Purpose: To identify the most cost-effective approach to treatment of infrabony lesions with enamel matrix derivatives (EMD).
Methods: We incorporated costs and clinical outcomes of 12 different treatment techniques (including flap operation, EMD alone, and EMD in association with other reconstructive devices) within a decision tree model in which costs were based on insurance regulations in Germany and health outcomes followed a recent meta-analysis. The most cost-effective treatment option was identified on the basis of the maximum net benefit criterion.
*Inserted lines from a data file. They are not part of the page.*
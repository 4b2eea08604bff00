//! Formula catalog: the read-only library of formulas plans may reference.

use crate::error::AromaError;
use crate::model::Formula;
use serde::Deserialize;
use std::collections::{BTreeMap, HashMap, HashSet};
use std::path::Path;
use std::sync::LazyLock;

const BUILTIN_CATALOG_JSON: &str = include_str!("../../../catalog/formulas.json");

static BUILTIN: LazyLock<FormulaCatalog> = LazyLock::new(|| {
    parse_catalog_str(BUILTIN_CATALOG_JSON).expect("embedded formulas.json is valid")
});

/// Accepted on-disk shapes: a plain list, or an object keyed by id.
#[derive(Deserialize)]
#[serde(untagged)]
enum CatalogDocument {
    List(Vec<Formula>),
    Keyed(BTreeMap<String, Formula>),
}

#[derive(Debug, Clone)]
pub struct FormulaCatalog {
    formulas: Vec<Formula>,
    index: HashMap<String, usize>,
}

impl FormulaCatalog {
    /// Build a catalog, rejecting empty or duplicate ids and unnamed
    /// ingredients.
    pub fn from_formulas(formulas: Vec<Formula>) -> Result<Self, AromaError> {
        let mut index = HashMap::with_capacity(formulas.len());
        for (i, formula) in formulas.iter().enumerate() {
            if formula.id.trim().is_empty() {
                return Err(AromaError::CatalogInvalid(format!(
                    "formula '{}' has no id",
                    formula.name
                )));
            }
            if formula.ingredients.iter().any(|ing| ing.name.trim().is_empty()) {
                return Err(AromaError::CatalogInvalid(format!(
                    "formula '{}' has an ingredient without a name",
                    formula.id
                )));
            }
            if index.insert(formula.id.clone(), i).is_some() {
                return Err(AromaError::CatalogInvalid(format!(
                    "duplicate formula id '{}'",
                    formula.id
                )));
            }
        }
        Ok(Self { formulas, index })
    }

    pub fn get(&self, id: &str) -> Option<&Formula> {
        self.index.get(id).map(|&i| &self.formulas[i])
    }

    /// Like [`get`](Self::get), but a missing id is an error.
    pub fn require(&self, id: &str) -> Result<&Formula, AromaError> {
        self.get(id)
            .ok_or_else(|| AromaError::UnknownFormula(id.to_string()))
    }

    pub fn iter(&self) -> impl Iterator<Item = &Formula> {
        self.formulas.iter()
    }

    pub fn len(&self) -> usize {
        self.formulas.len()
    }

    pub fn is_empty(&self) -> bool {
        self.formulas.is_empty()
    }

    /// Id set handed to the plan validator.
    pub fn ids(&self) -> HashSet<&str> {
        self.formulas.iter().map(|f| f.id.as_str()).collect()
    }
}

/// The reference catalog embedded in the crate.
pub fn builtin() -> &'static FormulaCatalog {
    &BUILTIN
}

/// Load a catalog from a JSON file.
pub fn load_catalog(path: &Path) -> Result<FormulaCatalog, AromaError> {
    let content = std::fs::read_to_string(path).map_err(|e| AromaError::CatalogLoad {
        path: path.to_path_buf(),
        reason: e.to_string(),
    })?;
    let document: CatalogDocument =
        serde_json::from_str(&content).map_err(|e| AromaError::CatalogLoad {
            path: path.to_path_buf(),
            reason: e.to_string(),
        })?;
    from_document(document)
}

/// Parse a catalog from a JSON string.
pub fn parse_catalog_str(json: &str) -> Result<FormulaCatalog, AromaError> {
    let document: CatalogDocument = serde_json::from_str(json)?;
    from_document(document)
}

fn from_document(document: CatalogDocument) -> Result<FormulaCatalog, AromaError> {
    let formulas = match document {
        CatalogDocument::List(formulas) => formulas,
        CatalogDocument::Keyed(map) => map
            .into_iter()
            .map(|(key, mut formula)| {
                if formula.id.is_empty() {
                    formula.id = key;
                } else if formula.id != key {
                    return Err(AromaError::CatalogInvalid(format!(
                        "formula keyed '{}' declares id '{}'",
                        key, formula.id
                    )));
                }
                Ok(formula)
            })
            .collect::<Result<Vec<_>, _>>()?,
    };
    FormulaCatalog::from_formulas(formulas)
}
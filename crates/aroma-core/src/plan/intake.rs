use crate::error::AromaError;
use crate::plan::schema::CandidatePlan;
use crate::plan::validate::{validate, ValidationResult};
use regex::Regex;
use serde_json::Value;
use std::collections::HashSet;
use std::sync::LazyLock;
use tracing::{info, warn};

/// First `{` through last `}`.
///
/// Stray braces in surrounding prose can widen the span past the intended
/// object; such input then fails to parse and is rejected.
static OBJECT_SPAN: LazyLock<Regex> =
    LazyLock::new(|| Regex::new(r"(?s)\{.*\}").expect("valid regex"));

/// A plan that passed validation, with any non-fatal findings.
#[derive(Debug, Clone)]
pub struct AcceptedPlan {
    pub plan: CandidatePlan,
    pub validation: ValidationResult,
    /// The object had to be cut out of surrounding text.
    pub repaired: bool,
}

/// Parse the raw text returned by the recommendation service.
///
/// Markdown code fences are stripped before a direct parse. If that fails,
/// the outermost `{...}` span of the raw text is parsed instead. Returns the
/// JSON value and whether the fallback was used.
pub fn parse_plan_text(raw: &str) -> Result<(Value, bool), AromaError> {
    let cleaned = raw.replace("```json", "").replace("```", "");
    match serde_json::from_str::<Value>(cleaned.trim()) {
        Ok(value) => Ok((value, false)),
        Err(direct) => {
            let span = OBJECT_SPAN
                .find(raw)
                .ok_or_else(|| AromaError::PlanParse(format!("no JSON object found: {direct}")))?;
            let value = serde_json::from_str::<Value>(span.as_str())
                .map_err(|e| AromaError::PlanParse(e.to_string()))?;
            warn!(direct_error = %direct, "plan text was not pure JSON, extracted object span");
            Ok((value, true))
        }
    }
}

/// Parse, validate and type a candidate plan in one step.
///
/// A plan is accepted or discarded as a whole: any validation error rejects
/// it with [`AromaError::PlanRejected`]. Warnings are returned alongside the
/// accepted plan.
pub fn accept_plan<S: AsRef<str>>(
    raw: &str,
    available: &HashSet<&str>,
    usage_types: &[S],
) -> Result<AcceptedPlan, AromaError> {
    let (value, repaired) = parse_plan_text(raw)?;
    let validation = validate(&value, available, usage_types);

    if validation.is_rejected() {
        warn!(errors = ?validation.errors, "plan rejected");
        return Err(AromaError::PlanRejected {
            errors: validation.errors,
        });
    }

    let plan: CandidatePlan =
        serde_json::from_value(value).map_err(|e| AromaError::PlanParse(e.to_string()))?;
    info!(
        scenarios = plan.scenarios.len(),
        warnings = validation.warnings.len(),
        repaired,
        "plan accepted"
    );
    Ok(AcceptedPlan {
        plan,
        validation,
        repaired,
    })
}
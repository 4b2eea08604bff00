use std::path::PathBuf;

#[derive(Debug, thiserror::Error)]
pub enum AromaError {
    #[error("failed to load formula catalog from {path}: {reason}")]
    CatalogLoad { path: PathBuf, reason: String },

    #[error("invalid formula catalog: {0}")]
    CatalogInvalid(String),

    #[error("formula '{0}' not found in catalog")]
    UnknownFormula(String),

    #[error("failed to load limits from {path}: {reason}")]
    LimitsLoad { path: PathBuf, reason: String },

    #[error("invalid limits table: {0}")]
    LimitsInvalid(String),

    #[error("{0}")]
    UnknownPreset(String),

    #[error("failed to parse plan: {0}")]
    PlanParse(String),

    #[error("plan rejected: {}", errors.join("; "))]
    PlanRejected { errors: Vec<String> },

    #[error("IO error: {0}")]
    Io(#[from] std::io::Error),

    #[error("JSON error: {0}")]
    Json(#[from] serde_json::Error),
}
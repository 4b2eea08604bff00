use aroma_core::error::AromaError;
use aroma_core::plan::parse_plan_text;
use aroma_core::plan::schema::CandidatePlan;
use aroma_core::usage::{aggregate_plan, aggregate_scenario, DailyUsageResult};
use std::path::Path;

use crate::output;

pub fn run(
    plan_file: &Path,
    catalog: Option<&Path>,
    limits: Option<&Path>,
    output_format: &str,
) -> Result<(), AromaError> {
    let catalog = super::load_catalog(catalog)?;
    let limits = super::load_limits(limits)?;

    let raw = std::fs::read_to_string(plan_file)?;
    let (value, _) = parse_plan_text(&raw)?;
    let plan: CandidatePlan =
        serde_json::from_value(value).map_err(|e| AromaError::PlanParse(e.to_string()))?;

    let mut results: Vec<DailyUsageResult> = plan
        .scenarios
        .iter()
        .map(|s| aggregate_scenario(s, &catalog, &limits))
        .collect();
    if plan.scenarios.len() > 1 {
        results.push(aggregate_plan(&plan, &catalog, &limits));
    }

    match output_format {
        "json" => output::json::print(&results)?,
        _ => output::table::print_usage(&results, &limits),
    }
    Ok(())
}
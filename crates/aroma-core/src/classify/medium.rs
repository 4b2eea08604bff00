use crate::model::{Formula, MediumType, Recipe};
use tracing::debug;

const DIFFUSER_KEYWORDS: &[&str] = &["扩香", "diffuser"];
const FOOTBATH_KEYWORDS: &[&str] = &["泡脚", "泡澡", "footbath", "bath"];
const HANDCREAM_KEYWORDS: &[&str] = &["护手霜", "handcream"];
const BODYLOTION_KEYWORDS: &[&str] = &["身体乳", "bodylotion"];
const ROSEWATER_KEYWORDS: &[&str] = &["纯露", "rosewater"];
const SPRAY_KEYWORDS: &[&str] = &["喷雾", "spray"];
const ALCOHOL_KEYWORDS: &[&str] = &["乙醇", "酒精", "双脱醛", "alcohol", "ethanol"];

/// Lower-cased text the formula rules look at.
struct FormulaSignals {
    /// Name and subtitle.
    text: String,
    has_handcream: bool,
    has_bodylotion: bool,
    has_rosewater: bool,
    has_alcohol: bool,
}

impl FormulaSignals {
    fn new(formula: &Formula) -> Self {
        let text = format!("{} {}", formula.name, formula.subtitle).to_lowercase();
        let names: Vec<String> = formula
            .ingredients
            .iter()
            .map(|i| i.name.to_lowercase())
            .collect();
        let any_ingredient = |pred: fn(&str) -> bool| names.iter().any(|n| pred(n.as_str()));

        Self {
            has_handcream: any_ingredient(|n| n.contains("护手霜")),
            has_bodylotion: any_ingredient(|n| n.contains("身体乳")),
            has_rosewater: any_ingredient(|n| {
                n.contains("纯露") || (n.contains("玫瑰") && n.contains('水'))
            }),
            has_alcohol: any_ingredient(|n| contains_any(n, ALCOHOL_KEYWORDS)),
            text,
        }
    }

    fn mentions(&self, keywords: &[&str]) -> bool {
        contains_any(&self.text, keywords)
    }

    fn is_rosewater(&self) -> bool {
        self.has_rosewater || self.mentions(ROSEWATER_KEYWORDS)
    }
}

type FormulaRule = (fn(&FormulaSignals) -> bool, MediumType);

/// Evaluated top to bottom; the first matching rule decides.
///
/// Order matters: "bath" also matches "footbath", and rosewater or alcohol
/// formulas usually mention "喷雾" too.
const FORMULA_RULES: &[FormulaRule] = &[
    (|s| s.mentions(DIFFUSER_KEYWORDS), MediumType::Diffuser),
    (|s| s.mentions(FOOTBATH_KEYWORDS), MediumType::Footbath),
    (
        |s| s.has_handcream || s.mentions(HANDCREAM_KEYWORDS),
        MediumType::Handcream,
    ),
    (
        |s| s.has_bodylotion || s.mentions(BODYLOTION_KEYWORDS),
        MediumType::Bodylotion,
    ),
    (
        |s| s.is_rosewater() && s.mentions(SPRAY_KEYWORDS),
        MediumType::RosewaterSpray,
    ),
    (|s| s.is_rosewater(), MediumType::Rosewater),
    (
        |s| s.has_alcohol && s.mentions(SPRAY_KEYWORDS),
        MediumType::AlcoholSpray,
    ),
    (|s| s.mentions(SPRAY_KEYWORDS), MediumType::Spray),
];

/// Infer the delivery medium of a catalog formula from its name, subtitle
/// and ingredient names. Falls back to base oil.
pub fn classify_formula(formula: &Formula) -> MediumType {
    let signals = FormulaSignals::new(formula);
    let medium = FORMULA_RULES
        .iter()
        .find(|(matches, _)| matches(&signals))
        .map(|(_, medium)| *medium)
        .unwrap_or(MediumType::BaseOil);
    debug!(formula = %formula.id, %medium, "classified formula medium");
    medium
}

struct RecipeSignals {
    name: String,
    purpose: String,
    carrier: String,
    solvent: String,
}

type RecipeRule = (fn(&RecipeSignals) -> bool, MediumType);

const RECIPE_RULES: &[RecipeRule] = &[
    (
        |s| contains_any(&s.name, DIFFUSER_KEYWORDS) || s.purpose.contains("扩香"),
        MediumType::Diffuser,
    ),
    (|s| contains_any(&s.name, SPRAY_KEYWORDS), MediumType::Spray),
    (
        |s| contains_any(&s.name, FOOTBATH_KEYWORDS),
        MediumType::Footbath,
    ),
    (
        |s| contains_any(&s.name, HANDCREAM_KEYWORDS),
        MediumType::Handcream,
    ),
    (
        |s| contains_any(&s.name, BODYLOTION_KEYWORDS),
        MediumType::Bodylotion,
    ),
    (
        |s| s.solvent.contains("玫瑰") || s.solvent.contains("纯露") || s.carrier.contains("玫瑰"),
        MediumType::Rosewater,
    ),
    (
        |s| contains_any(&s.solvent, &["乙醇", "alcohol", "酒精"]),
        MediumType::Alcohol,
    ),
];

/// Medium of a recipe handed to the safety evaluator.
///
/// An explicit `medium_type` wins; otherwise the name, purpose, carrier and
/// solvent text decide, defaulting to base oil.
pub fn classify_recipe(recipe: &Recipe) -> MediumType {
    if let Some(medium) = recipe.medium_type {
        return medium;
    }
    let signals = RecipeSignals {
        name: recipe.name.to_lowercase(),
        purpose: recipe.purpose.to_lowercase(),
        carrier: recipe.carrier.to_lowercase(),
        solvent: recipe.solvent.to_lowercase(),
    };
    RECIPE_RULES
        .iter()
        .find(|(matches, _)| matches(&signals))
        .map(|(_, medium)| *medium)
        .unwrap_or(MediumType::BaseOil)
}

fn contains_any(text: &str, keywords: &[&str]) -> bool {
    keywords.iter().any(|k| text.contains(k))
}

#[cfg(test)]
mod tests {
    use super::*;
    use crate::model::Ingredient;

    fn formula(name: &str, subtitle: &str, ingredients: &[(&str, &str)]) -> Formula {
        Formula {
            id: "t".into(),
            name: name.into(),
            subtitle: subtitle.into(),
            ingredients: ingredients
                .iter()
                .map(|(n, a)| Ingredient::new(*n, *a))
                .collect(),
            daily_amount_text: None,
            concentration_text: None,
        }
    }

    #[test]
    fn test_diffuser_wins_over_everything() {
        let f = formula("办公室提神扩香", "喷雾也可", &[("玫瑰纯露", "50ml")]);
        assert_eq!(classify_formula(&f), MediumType::Diffuser);
    }

    #[test]
    fn test_footbath_and_bath() {
        assert_eq!(
            classify_formula(&formula("温阳循环泡脚液", "", &[])),
            MediumType::Footbath
        );
        assert_eq!(
            classify_formula(&formula("Relaxing Bath Soak", "", &[])),
            MediumType::Footbath
        );
    }

    #[test]
    fn test_handcream_from_ingredient() {
        let f = formula("理气清神", "", &[("无香护手霜基底", "50g"), ("甜橙精油", "2滴")]);
        assert_eq!(classify_formula(&f), MediumType::Handcream);
    }

    #[test]
    fn test_bodylotion_from_name() {
        let f = formula("温阳循环身体乳", "", &[]);
        assert_eq!(classify_formula(&f), MediumType::Bodylotion);
    }

    #[test]
    fn test_rosewater_spray_split() {
        let spray = formula("深度助眠喷雾", "", &[("玫瑰纯露", "50ml")]);
        assert_eq!(classify_formula(&spray), MediumType::RosewaterSpray);

        let plain = formula("舒缓爽肤", "", &[("玫瑰花水", "100ml")]);
        assert_eq!(classify_formula(&plain), MediumType::Rosewater);
    }

    #[test]
    fn test_alcohol_spray_requires_spray_keyword() {
        let spray = formula("提神醒脑喷雾", "", &[("双脱醛乙醇", "50ml")]);
        assert_eq!(classify_formula(&spray), MediumType::AlcoholSpray);

        let no_spray = formula("香水", "", &[("95%乙醇", "10ml")]);
        assert_eq!(classify_formula(&no_spray), MediumType::BaseOil);
    }

    #[test]
    fn test_plain_spray() {
        let f = formula("Room Spray", "", &[("纯净水", "50ml")]);
        assert_eq!(classify_formula(&f), MediumType::Spray);
    }

    #[test]
    fn test_default_base_oil() {
        let f = formula("肩颈按摩油", "", &[("甜杏仁油", "30ml")]);
        assert_eq!(classify_formula(&f), MediumType::BaseOil);
    }

    #[test]
    fn test_case_insensitive() {
        let f = formula("HandCream Blend", "", &[]);
        assert_eq!(classify_formula(&f), MediumType::Handcream);
    }

    #[test]
    fn test_recipe_explicit_medium() {
        let r = Recipe {
            name: "扩香".into(),
            medium_type: Some(MediumType::Handcream),
            ..Default::default()
        };
        assert_eq!(classify_recipe(&r), MediumType::Handcream);
    }

    #[test]
    fn test_recipe_inference() {
        let diffuser = Recipe {
            name: "晨间".into(),
            purpose: "扩香提神".into(),
            ..Default::default()
        };
        assert_eq!(classify_recipe(&diffuser), MediumType::Diffuser);

        let rosewater = Recipe {
            name: "爽肤".into(),
            solvent: "玫瑰纯露".into(),
            ..Default::default()
        };
        assert_eq!(classify_recipe(&rosewater), MediumType::Rosewater);

        let alcohol = Recipe {
            name: "香水".into(),
            solvent: "95%酒精".into(),
            ..Default::default()
        };
        assert_eq!(classify_recipe(&alcohol), MediumType::Alcohol);

        let plain = Recipe {
            name: "按摩".into(),
            carrier: "荷荷巴油".into(),
            ..Default::default()
        };
        assert_eq!(classify_recipe(&plain), MediumType::BaseOil);
    }
}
Results: Treatment techniques using EMD were cost-efficient if the decision maker's willingness-to-pay (WTP) was at least €150–175 per incremental mm of pocket probing depth reduction and clinical attachment level gain, respectively (1-year perspective). When EMD was affordable, the maximum net benefit was achieved by treatment with EMD in conjunction with bioactive glass or bovine bone substitutes. Additional application of platelet-rich plasma (PRP) or a resorbable membrane came at relatively high costs.
Conclusions: If EMD use is indicated, EMD in conjunction with either bioactive glass or bovine bone substitutes is more cost-effective than EMD alone. The additional use of PRP or a resorbable membrane may only be justifiable when monetary resources for treatment are very generous.